You can apply not only ready-made textures to an object, but also textures generated by a computer. For instance, you can create a noise texture, which is an image that contains visual noise.

This type of texture can be helpful in making the surface of a model look less perfect, as real-life objects are almost never perfectly smooth or uniformly colored. They usually have some scuffs, stains, scratches, and other minor defects. By using noise as a displacement map, you can easily create realistic textures like plaster, orange zest, the surface of Mars, and more.

A material can utilize several textures for various purposes. For instance, it can incorporate an albedo texture, an ambient occlusion texture, and a normal map. Furthermore, alpha channels of one or more of these textures may store roughness and emission maps.

The process of creating textures is called texturing, and it is typically performed using specialized software. Ready-made textures can also be purchased or downloaded for free from various online resources. UNIGINE allows for the import and use of ready-made textures, as well as the creation and editing of textures and masks directly on objects using the built-in Texture Editor (we will review this tool in more detail later).

You can also assign a texture to the corresponding material slot via the Parameters window simply by dragging an asset into the corresponding field.

When importing textures, it is crucial to indicate their type as it determines the final format of the runtime-texture, channels to be used, and compression methods to be applied. To specify this, you can select the appropriate preset while importing a texture asset.

Moreover, you can add a postfix to the texture name to pre-define its type and apply the necessary import parameters automatically. Postfixes correspond to presets such as _alb for Albedo, _n for Normal, _e for Emission, and more (see documentation for a complete list).

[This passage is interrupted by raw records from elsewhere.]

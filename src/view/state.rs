use chrono::{DateTime, Utc};
use serde::{Deserialize, Serialize};
use std::collections::BTreeSet;

use crate::config::Config;
use crate::units::UnitSystem;
use crate::view::persist::PersistedSettings;

pub const DEFAULT_HOURS: u32 = 24;
pub const MAX_RELATIVE_HOURS: u32 = 24 * 30;
pub const MIN_REFRESH_MS: u64 = 5_000;
pub const MAX_REFRESH_MS: u64 = 3_600_000;
pub const DEFAULT_SLIDER_PCT: f64 = 100.0;

/// Chart panels; each can be hidden independently.
#[derive(Debug, Clone, Copy, PartialEq, Eq, PartialOrd, Ord, Hash, Serialize, Deserialize)]
#[serde(rename_all = "kebab-case")]
pub enum PanelId {
    Temperature,
    Humidity,
    Pressure,
    Wind,
    Rain,
    Uv,
    WindDirection,
    Solar,
}

impl PanelId {
    pub const ALL: [Self; 8] = [
        Self::Temperature,
        Self::Humidity,
        Self::Pressure,
        Self::Wind,
        Self::Rain,
        Self::Uv,
        Self::WindDirection,
        Self::Solar,
    ];

    #[must_use]
    pub fn as_str(self) -> &'static str {
        match self {
            Self::Temperature => "temperature",
            Self::Humidity => "humidity",
            Self::Pressure => "pressure",
            Self::Wind => "wind",
            Self::Rain => "rain",
            Self::Uv => "uv",
            Self::WindDirection => "wind-direction",
            Self::Solar => "solar",
        }
    }

    #[must_use]
    pub fn parse(s: &str) -> Option<Self> {
        Self::ALL.into_iter().find(|p| p.as_str() == s)
    }
}

/// Metric cards under the hero readout.
#[derive(Debug, Clone, Copy, PartialEq, Eq, PartialOrd, Ord, Hash, Serialize, Deserialize)]
#[serde(rename_all = "kebab-case")]
pub enum CardId {
    Wind,
    Humidity,
    Pressure,
    Rain,
    Uv,
    Solar,
    DewPoint,
    FeelsLike,
    Station,
}

impl CardId {
    pub const ALL: [Self; 9] = [
        Self::Wind,
        Self::Humidity,
        Self::Pressure,
        Self::Rain,
        Self::Uv,
        Self::Solar,
        Self::DewPoint,
        Self::FeelsLike,
        Self::Station,
    ];

    #[must_use]
    pub fn as_str(self) -> &'static str {
        match self {
            Self::Wind => "wind",
            Self::Humidity => "humidity",
            Self::Pressure => "pressure",
            Self::Rain => "rain",
            Self::Uv => "uv",
            Self::Solar => "solar",
            Self::DewPoint => "dew-point",
            Self::FeelsLike => "feels-like",
            Self::Station => "station",
        }
    }

    #[must_use]
    pub fn parse(s: &str) -> Option<Self> {
        Self::ALL.into_iter().find(|c| c.as_str() == s)
    }
}

#[derive(Debug, Clone, Copy, PartialEq, Eq)]
pub enum Section {
    Nearby,
    Daily,
    Alerts,
}

#[derive(Debug, Clone, Copy, PartialEq, Eq)]
pub struct SectionVisibility {
    pub nearby: bool,
    pub daily: bool,
    pub alerts: bool,
}

impl Default for SectionVisibility {
    fn default() -> Self {
        Self {
            nearby: true,
            daily: true,
            alerts: true,
        }
    }
}

impl SectionVisibility {
    #[must_use]
    pub fn is_visible(&self, section: Section) -> bool {
        match section {
            Section::Nearby => self.nearby,
            Section::Daily => self.daily,
            Section::Alerts => self.alerts,
        }
    }

    fn toggle(&mut self, section: Section) {
        match section {
            Section::Nearby => self.nearby = !self.nearby,
            Section::Daily => self.daily = !self.daily,
            Section::Alerts => self.alerts = !self.alerts,
        }
    }
}

/// Either a sliding "last N hours" window or a fixed start/end range.
#[derive(Debug, Clone, Copy, PartialEq, Eq)]
pub enum TimeWindow {
    Relative { hours: u32 },
    Absolute { start: DateTime<Utc>, end: DateTime<Utc> },
}

impl TimeWindow {
    #[must_use]
    pub fn is_absolute(&self) -> bool {
        matches!(self, Self::Absolute { .. })
    }

    /// Short label for the summary card.
    #[must_use]
    pub fn label(&self) -> &'static str {
        match *self {
            Self::Absolute { .. } => "Custom",
            Self::Relative { hours } if hours <= 6 => "6h",
            Self::Relative { hours } if hours <= 24 => "24h",
            Self::Relative { hours } if hours <= 48 => "48h",
            Self::Relative { .. } => "5d",
        }
    }
}

/// A user action against the view. Every intent is total: invalid input
/// leaves the state as it was, or clamps into range.
#[derive(Debug, Clone, PartialEq)]
pub enum Intent {
    SelectStation(String),
    SelectRelativeWindow(u32),
    SelectAbsoluteWindow {
        start: DateTime<Utc>,
        end: DateTime<Utc>,
    },
    ToggleUnit,
    TogglePanel(PanelId),
    ToggleCard(CardId),
    ToggleSection(Section),
    SetRefreshInterval(u64),
    SetSliderPosition(f64),
}

impl Intent {
    /// Intents that change what is fetched or how it reads run a cycle at once.
    #[must_use]
    pub fn triggers_refresh(&self) -> bool {
        matches!(
            self,
            Self::SelectStation(_)
                | Self::SelectRelativeWindow(_)
                | Self::SelectAbsoluteWindow { .. }
                | Self::ToggleUnit
        )
    }
}

/// Values used when nothing (or nothing valid) was persisted.
#[derive(Debug, Clone, PartialEq)]
pub struct ViewDefaults {
    pub station_id: String,
    pub hours: u32,
    pub refresh_interval_ms: u64,
}

impl ViewDefaults {
    #[must_use]
    pub fn from_config(config: &Config) -> Self {
        Self {
            station_id: config.default_station.clone(),
            hours: DEFAULT_HOURS,
            refresh_interval_ms: config
                .default_refresh_ms
                .clamp(MIN_REFRESH_MS, MAX_REFRESH_MS),
        }
    }
}

impl Default for ViewDefaults {
    fn default() -> Self {
        Self {
            station_id: "KALMILLP10".to_string(),
            hours: DEFAULT_HOURS,
            refresh_interval_ms: 30_000,
        }
    }
}

/// The single source of truth for what the dashboard shows.
#[derive(Debug, Clone, PartialEq)]
pub struct ViewState {
    station_id: String,
    time_window: TimeWindow,
    unit_system: UnitSystem,
    visible_panels: BTreeSet<PanelId>,
    hidden_cards: BTreeSet<CardId>,
    sections: SectionVisibility,
    refresh_interval_ms: u64,
    slider_position_pct: f64,
}

impl ViewState {
    #[must_use]
    pub fn new(defaults: &ViewDefaults) -> Self {
        Self {
            station_id: defaults.station_id.clone(),
            time_window: TimeWindow::Relative {
                hours: defaults.hours.clamp(1, MAX_RELATIVE_HOURS),
            },
            unit_system: UnitSystem::Fahrenheit,
            visible_panels: PanelId::ALL.into_iter().collect(),
            hidden_cards: BTreeSet::new(),
            sections: SectionVisibility::default(),
            refresh_interval_ms: defaults
                .refresh_interval_ms
                .clamp(MIN_REFRESH_MS, MAX_REFRESH_MS),
            slider_position_pct: DEFAULT_SLIDER_PCT,
        }
    }

    #[must_use]
    pub fn station_id(&self) -> &str {
        &self.station_id
    }

    #[must_use]
    pub fn time_window(&self) -> TimeWindow {
        self.time_window
    }

    #[must_use]
    pub fn unit_system(&self) -> UnitSystem {
        self.unit_system
    }

    #[must_use]
    pub fn visible_panels(&self) -> &BTreeSet<PanelId> {
        &self.visible_panels
    }

    #[must_use]
    pub fn is_panel_visible(&self, panel: PanelId) -> bool {
        self.visible_panels.contains(&panel)
    }

    #[must_use]
    pub fn hidden_cards(&self) -> &BTreeSet<CardId> {
        &self.hidden_cards
    }

    #[must_use]
    pub fn is_card_visible(&self, card: CardId) -> bool {
        !self.hidden_cards.contains(&card)
    }

    #[must_use]
    pub fn sections(&self) -> SectionVisibility {
        self.sections
    }

    #[must_use]
    pub fn refresh_interval_ms(&self) -> u64 {
        self.refresh_interval_ms
    }

    #[must_use]
    pub fn slider_position_pct(&self) -> f64 {
        self.slider_position_pct
    }

    /// Apply one intent and return the resulting state. `self` is untouched.
    #[must_use]
    pub fn apply(&self, intent: &Intent) -> Self {
        let mut next = self.clone();
        match intent {
            Intent::SelectStation(id) => {
                let id = id.trim();
                if !id.is_empty() {
                    next.station_id = id.to_uppercase();
                }
            }
            Intent::SelectRelativeWindow(hours) => {
                if *hours > 0 {
                    next.time_window = TimeWindow::Relative {
                        hours: (*hours).min(MAX_RELATIVE_HOURS),
                    };
                }
            }
            Intent::SelectAbsoluteWindow { start, end } => {
                if start < end {
                    next.time_window = TimeWindow::Absolute {
                        start: *start,
                        end: *end,
                    };
                }
            }
            Intent::ToggleUnit => next.unit_system = next.unit_system.toggled(),
            Intent::TogglePanel(panel) => {
                if !next.visible_panels.remove(panel) {
                    next.visible_panels.insert(*panel);
                }
            }
            Intent::ToggleCard(card) => {
                if !next.hidden_cards.remove(card) {
                    next.hidden_cards.insert(*card);
                }
            }
            Intent::ToggleSection(section) => next.sections.toggle(*section),
            Intent::SetRefreshInterval(ms) => {
                if *ms > 0 {
                    next.refresh_interval_ms = (*ms).clamp(MIN_REFRESH_MS, MAX_REFRESH_MS);
                }
            }
            Intent::SetSliderPosition(pct) => {
                if pct.is_finite() {
                    next.slider_position_pct = pct.clamp(0.0, 100.0);
                }
            }
        }
        next
    }

    /// Rebuild a state from persisted settings, falling back field by field.
    #[must_use]
    pub fn restore(defaults: &ViewDefaults, settings: &PersistedSettings) -> Self {
        let mut state = Self::new(defaults);
        if let Some(id) = &settings.station {
            state = state.apply(&Intent::SelectStation(id.clone()));
        }
        if let Some(hours) = settings.hours {
            state = state.apply(&Intent::SelectRelativeWindow(hours));
        }
        if let Some(ms) = settings.refresh_ms {
            state = state.apply(&Intent::SetRefreshInterval(ms));
        }
        if settings.use_celsius == Some(true) {
            state.unit_system = UnitSystem::Celsius;
        }
        state
            .visible_panels
            .retain(|p| !settings.hidden_charts.contains(p));
        state.hidden_cards = settings.hidden_cards.iter().copied().collect();
        state.sections = SectionVisibility {
            nearby: settings.hide_nearby != Some(true),
            daily: settings.hide_daily != Some(true),
            alerts: settings.hide_alerts != Some(true),
        };
        state
    }
}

It is crucial to ensure that the texture resolution on each axis is divisible by a power of 2 (POT — Power-Of-Two textures) for optimal memory usage, efficient compression, and performance enhancement — this recommendation is applicable to any engine. Texture size also impacts performance and memory utilization, so it is essential to avoid using a 4K texture where a 512x512 texture size is sufficient. The built-in Texture Profiler in UNIGINE can help track potential problems with textures in your project. Further recommendations on texture optimization will be provided in the corresponding section.